Segment Start: Source information

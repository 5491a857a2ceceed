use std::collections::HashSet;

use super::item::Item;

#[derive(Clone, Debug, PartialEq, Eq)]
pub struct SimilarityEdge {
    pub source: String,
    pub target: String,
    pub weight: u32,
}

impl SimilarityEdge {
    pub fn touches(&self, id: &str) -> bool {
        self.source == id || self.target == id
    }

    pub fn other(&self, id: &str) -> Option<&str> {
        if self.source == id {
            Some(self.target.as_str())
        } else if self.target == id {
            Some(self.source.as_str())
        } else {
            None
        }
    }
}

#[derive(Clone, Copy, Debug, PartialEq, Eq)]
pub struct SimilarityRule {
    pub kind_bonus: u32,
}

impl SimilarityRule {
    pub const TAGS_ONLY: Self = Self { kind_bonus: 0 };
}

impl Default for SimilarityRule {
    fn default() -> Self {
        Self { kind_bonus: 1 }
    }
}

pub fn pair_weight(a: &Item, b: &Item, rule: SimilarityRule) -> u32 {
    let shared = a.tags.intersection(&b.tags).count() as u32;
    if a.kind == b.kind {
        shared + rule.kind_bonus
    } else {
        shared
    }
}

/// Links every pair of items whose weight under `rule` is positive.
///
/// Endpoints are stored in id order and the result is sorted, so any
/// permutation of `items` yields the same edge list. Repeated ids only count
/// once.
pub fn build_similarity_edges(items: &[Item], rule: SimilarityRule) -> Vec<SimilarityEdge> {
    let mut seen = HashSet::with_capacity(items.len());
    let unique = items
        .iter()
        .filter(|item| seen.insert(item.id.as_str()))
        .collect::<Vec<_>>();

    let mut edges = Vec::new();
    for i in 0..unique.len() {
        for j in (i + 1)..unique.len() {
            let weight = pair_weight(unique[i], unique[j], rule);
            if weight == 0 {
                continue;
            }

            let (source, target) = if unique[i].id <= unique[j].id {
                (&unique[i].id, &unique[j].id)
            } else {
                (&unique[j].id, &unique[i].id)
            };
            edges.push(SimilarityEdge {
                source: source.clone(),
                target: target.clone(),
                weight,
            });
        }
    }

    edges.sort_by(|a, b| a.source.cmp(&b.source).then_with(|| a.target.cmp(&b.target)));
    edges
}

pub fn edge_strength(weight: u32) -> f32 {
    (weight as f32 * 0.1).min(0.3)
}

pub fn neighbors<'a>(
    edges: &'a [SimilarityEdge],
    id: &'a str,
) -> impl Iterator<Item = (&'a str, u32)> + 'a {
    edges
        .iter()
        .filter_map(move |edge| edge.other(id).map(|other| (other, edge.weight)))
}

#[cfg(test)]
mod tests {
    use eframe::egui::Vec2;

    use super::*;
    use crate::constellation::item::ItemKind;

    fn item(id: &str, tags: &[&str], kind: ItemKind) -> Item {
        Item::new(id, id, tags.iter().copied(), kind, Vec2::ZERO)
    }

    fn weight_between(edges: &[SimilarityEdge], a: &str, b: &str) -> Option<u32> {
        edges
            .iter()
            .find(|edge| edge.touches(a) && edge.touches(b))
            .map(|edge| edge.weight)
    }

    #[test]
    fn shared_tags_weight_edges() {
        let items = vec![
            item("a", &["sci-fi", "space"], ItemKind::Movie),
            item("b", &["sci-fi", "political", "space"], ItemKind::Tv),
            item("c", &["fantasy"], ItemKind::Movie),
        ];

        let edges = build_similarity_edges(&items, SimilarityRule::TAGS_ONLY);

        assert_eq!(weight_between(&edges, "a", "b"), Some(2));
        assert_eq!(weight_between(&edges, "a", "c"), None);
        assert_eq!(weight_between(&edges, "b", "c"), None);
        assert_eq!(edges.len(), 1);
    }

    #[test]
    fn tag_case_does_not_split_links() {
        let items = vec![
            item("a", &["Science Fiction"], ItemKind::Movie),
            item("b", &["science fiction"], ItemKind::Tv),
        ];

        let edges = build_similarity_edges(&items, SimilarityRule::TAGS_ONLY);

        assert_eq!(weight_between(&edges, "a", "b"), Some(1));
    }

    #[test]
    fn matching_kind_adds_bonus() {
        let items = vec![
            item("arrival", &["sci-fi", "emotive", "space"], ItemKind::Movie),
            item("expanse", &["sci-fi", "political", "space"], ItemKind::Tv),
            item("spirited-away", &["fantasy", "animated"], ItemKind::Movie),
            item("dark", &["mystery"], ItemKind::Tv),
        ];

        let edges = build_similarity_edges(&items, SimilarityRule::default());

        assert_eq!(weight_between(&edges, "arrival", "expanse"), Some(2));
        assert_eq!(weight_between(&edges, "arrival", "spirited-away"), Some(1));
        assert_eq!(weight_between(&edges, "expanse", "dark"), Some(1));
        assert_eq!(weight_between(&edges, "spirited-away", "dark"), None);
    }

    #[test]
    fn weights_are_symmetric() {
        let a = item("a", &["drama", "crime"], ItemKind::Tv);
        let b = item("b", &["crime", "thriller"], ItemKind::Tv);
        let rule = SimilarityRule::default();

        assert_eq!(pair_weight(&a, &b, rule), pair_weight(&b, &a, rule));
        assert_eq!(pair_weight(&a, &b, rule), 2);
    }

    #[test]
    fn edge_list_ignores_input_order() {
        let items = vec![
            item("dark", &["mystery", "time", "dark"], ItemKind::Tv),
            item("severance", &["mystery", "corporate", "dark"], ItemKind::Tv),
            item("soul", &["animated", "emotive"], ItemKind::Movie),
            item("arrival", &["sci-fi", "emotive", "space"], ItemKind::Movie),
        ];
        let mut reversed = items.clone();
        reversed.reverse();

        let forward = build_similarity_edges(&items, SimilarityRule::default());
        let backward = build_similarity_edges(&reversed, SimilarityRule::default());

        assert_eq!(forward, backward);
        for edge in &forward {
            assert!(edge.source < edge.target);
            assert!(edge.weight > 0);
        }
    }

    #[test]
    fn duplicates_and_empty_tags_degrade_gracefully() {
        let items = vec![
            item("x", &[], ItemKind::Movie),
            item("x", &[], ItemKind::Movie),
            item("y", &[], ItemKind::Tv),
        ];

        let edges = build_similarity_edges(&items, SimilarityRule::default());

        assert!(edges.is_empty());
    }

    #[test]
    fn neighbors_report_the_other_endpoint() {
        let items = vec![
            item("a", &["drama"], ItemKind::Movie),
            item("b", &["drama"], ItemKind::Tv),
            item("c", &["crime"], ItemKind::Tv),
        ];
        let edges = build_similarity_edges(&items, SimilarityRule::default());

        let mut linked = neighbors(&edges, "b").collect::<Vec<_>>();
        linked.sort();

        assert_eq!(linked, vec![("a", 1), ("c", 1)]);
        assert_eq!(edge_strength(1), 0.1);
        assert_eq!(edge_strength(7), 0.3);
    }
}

Segment End: Source information
Segment Start: Source information

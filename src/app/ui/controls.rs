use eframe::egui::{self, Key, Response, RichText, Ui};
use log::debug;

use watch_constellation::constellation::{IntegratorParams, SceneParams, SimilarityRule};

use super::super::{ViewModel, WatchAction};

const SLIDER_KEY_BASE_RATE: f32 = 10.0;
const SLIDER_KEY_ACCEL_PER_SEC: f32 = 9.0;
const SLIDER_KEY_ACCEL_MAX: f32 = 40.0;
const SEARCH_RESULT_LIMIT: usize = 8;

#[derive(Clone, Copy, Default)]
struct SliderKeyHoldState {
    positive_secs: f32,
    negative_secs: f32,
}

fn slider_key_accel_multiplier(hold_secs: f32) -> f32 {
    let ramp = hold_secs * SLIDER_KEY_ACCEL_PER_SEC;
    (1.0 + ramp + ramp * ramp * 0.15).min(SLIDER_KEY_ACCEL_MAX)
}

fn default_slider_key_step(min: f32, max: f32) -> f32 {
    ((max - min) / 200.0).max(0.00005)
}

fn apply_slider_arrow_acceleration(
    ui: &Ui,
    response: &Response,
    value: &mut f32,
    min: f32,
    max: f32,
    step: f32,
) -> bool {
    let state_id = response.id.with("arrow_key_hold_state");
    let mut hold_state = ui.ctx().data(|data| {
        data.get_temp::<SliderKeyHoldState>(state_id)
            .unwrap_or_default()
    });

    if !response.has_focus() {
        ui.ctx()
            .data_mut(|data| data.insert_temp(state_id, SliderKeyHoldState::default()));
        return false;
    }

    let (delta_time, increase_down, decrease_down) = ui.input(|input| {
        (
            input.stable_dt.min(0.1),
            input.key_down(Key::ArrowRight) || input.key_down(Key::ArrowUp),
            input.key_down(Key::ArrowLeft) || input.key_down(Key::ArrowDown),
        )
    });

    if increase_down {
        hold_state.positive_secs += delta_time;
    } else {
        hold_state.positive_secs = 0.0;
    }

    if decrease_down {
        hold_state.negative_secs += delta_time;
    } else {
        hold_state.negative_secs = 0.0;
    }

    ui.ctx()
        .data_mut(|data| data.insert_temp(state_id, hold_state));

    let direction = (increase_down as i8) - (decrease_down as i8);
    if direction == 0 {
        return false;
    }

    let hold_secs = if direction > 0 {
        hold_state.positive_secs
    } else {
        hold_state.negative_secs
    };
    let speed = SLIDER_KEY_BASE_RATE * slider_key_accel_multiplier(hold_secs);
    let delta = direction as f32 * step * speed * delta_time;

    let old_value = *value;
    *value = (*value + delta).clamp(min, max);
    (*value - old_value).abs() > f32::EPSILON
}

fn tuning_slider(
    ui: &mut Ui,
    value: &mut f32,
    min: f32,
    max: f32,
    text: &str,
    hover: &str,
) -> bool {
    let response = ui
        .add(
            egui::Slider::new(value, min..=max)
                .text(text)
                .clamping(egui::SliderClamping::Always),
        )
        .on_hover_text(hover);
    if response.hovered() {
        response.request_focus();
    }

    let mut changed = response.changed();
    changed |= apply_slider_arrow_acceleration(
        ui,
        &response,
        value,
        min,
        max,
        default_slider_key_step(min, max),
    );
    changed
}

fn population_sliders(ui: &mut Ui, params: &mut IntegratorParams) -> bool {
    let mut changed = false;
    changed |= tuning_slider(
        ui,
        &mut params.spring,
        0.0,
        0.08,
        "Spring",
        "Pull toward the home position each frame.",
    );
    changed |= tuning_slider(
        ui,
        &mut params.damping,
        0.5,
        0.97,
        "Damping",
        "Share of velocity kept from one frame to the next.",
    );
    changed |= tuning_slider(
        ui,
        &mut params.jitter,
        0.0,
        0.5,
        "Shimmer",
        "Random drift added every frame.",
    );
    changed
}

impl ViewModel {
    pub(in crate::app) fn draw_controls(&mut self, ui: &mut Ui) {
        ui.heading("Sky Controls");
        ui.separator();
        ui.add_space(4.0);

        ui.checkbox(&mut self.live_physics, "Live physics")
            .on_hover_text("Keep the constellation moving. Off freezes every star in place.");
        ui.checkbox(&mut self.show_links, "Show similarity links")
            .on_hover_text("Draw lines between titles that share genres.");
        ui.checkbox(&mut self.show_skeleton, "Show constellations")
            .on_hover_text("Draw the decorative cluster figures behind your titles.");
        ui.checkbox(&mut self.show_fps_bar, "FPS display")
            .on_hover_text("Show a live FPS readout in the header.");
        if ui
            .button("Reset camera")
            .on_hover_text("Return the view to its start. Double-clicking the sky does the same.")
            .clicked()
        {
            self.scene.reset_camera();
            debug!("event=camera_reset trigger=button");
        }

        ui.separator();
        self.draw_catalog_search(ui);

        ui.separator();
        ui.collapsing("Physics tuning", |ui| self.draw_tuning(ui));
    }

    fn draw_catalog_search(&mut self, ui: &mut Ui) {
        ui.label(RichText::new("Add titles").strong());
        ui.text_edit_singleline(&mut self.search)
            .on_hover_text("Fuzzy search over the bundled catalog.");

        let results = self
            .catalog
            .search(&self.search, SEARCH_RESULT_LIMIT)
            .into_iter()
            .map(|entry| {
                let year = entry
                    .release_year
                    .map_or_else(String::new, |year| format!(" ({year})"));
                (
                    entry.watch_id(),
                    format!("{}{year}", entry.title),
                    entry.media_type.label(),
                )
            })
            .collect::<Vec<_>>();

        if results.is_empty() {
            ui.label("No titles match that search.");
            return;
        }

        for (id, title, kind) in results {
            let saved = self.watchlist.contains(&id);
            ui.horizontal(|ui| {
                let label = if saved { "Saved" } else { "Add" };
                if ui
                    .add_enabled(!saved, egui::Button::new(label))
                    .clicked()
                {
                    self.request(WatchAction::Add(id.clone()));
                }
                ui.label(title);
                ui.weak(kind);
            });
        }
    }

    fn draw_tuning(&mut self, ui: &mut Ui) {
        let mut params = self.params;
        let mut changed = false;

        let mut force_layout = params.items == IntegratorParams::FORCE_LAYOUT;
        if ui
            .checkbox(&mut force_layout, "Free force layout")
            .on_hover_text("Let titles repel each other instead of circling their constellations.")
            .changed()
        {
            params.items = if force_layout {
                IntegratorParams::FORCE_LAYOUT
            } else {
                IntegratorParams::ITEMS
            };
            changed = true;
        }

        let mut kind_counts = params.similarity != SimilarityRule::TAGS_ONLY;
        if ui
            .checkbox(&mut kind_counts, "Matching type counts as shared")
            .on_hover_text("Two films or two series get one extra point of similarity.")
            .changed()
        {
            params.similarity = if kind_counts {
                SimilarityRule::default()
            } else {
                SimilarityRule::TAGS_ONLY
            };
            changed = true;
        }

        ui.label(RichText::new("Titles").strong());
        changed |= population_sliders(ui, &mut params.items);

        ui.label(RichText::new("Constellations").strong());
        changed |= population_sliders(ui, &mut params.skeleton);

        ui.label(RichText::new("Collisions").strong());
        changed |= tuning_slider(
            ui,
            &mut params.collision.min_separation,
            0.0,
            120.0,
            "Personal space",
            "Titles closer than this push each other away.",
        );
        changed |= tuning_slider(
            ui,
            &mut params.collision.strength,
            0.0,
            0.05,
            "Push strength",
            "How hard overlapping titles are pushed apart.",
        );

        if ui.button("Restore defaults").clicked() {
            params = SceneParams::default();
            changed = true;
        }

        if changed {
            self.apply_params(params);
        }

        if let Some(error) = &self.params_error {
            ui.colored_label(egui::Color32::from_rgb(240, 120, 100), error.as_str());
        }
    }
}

Segment End: Source information

About this exercise:
Report, from the entries above, each line where "spirited" is found.

Response to this exercise:
            item("spirited-away", &["fantasy", "animated"], ItemKind::Movie),
        assert_eq!(weight_between(&edges, "arrival", "spirited-away"), Some(1));
        assert_eq!(weight_between(&edges, "spirited-away", "dark"), None);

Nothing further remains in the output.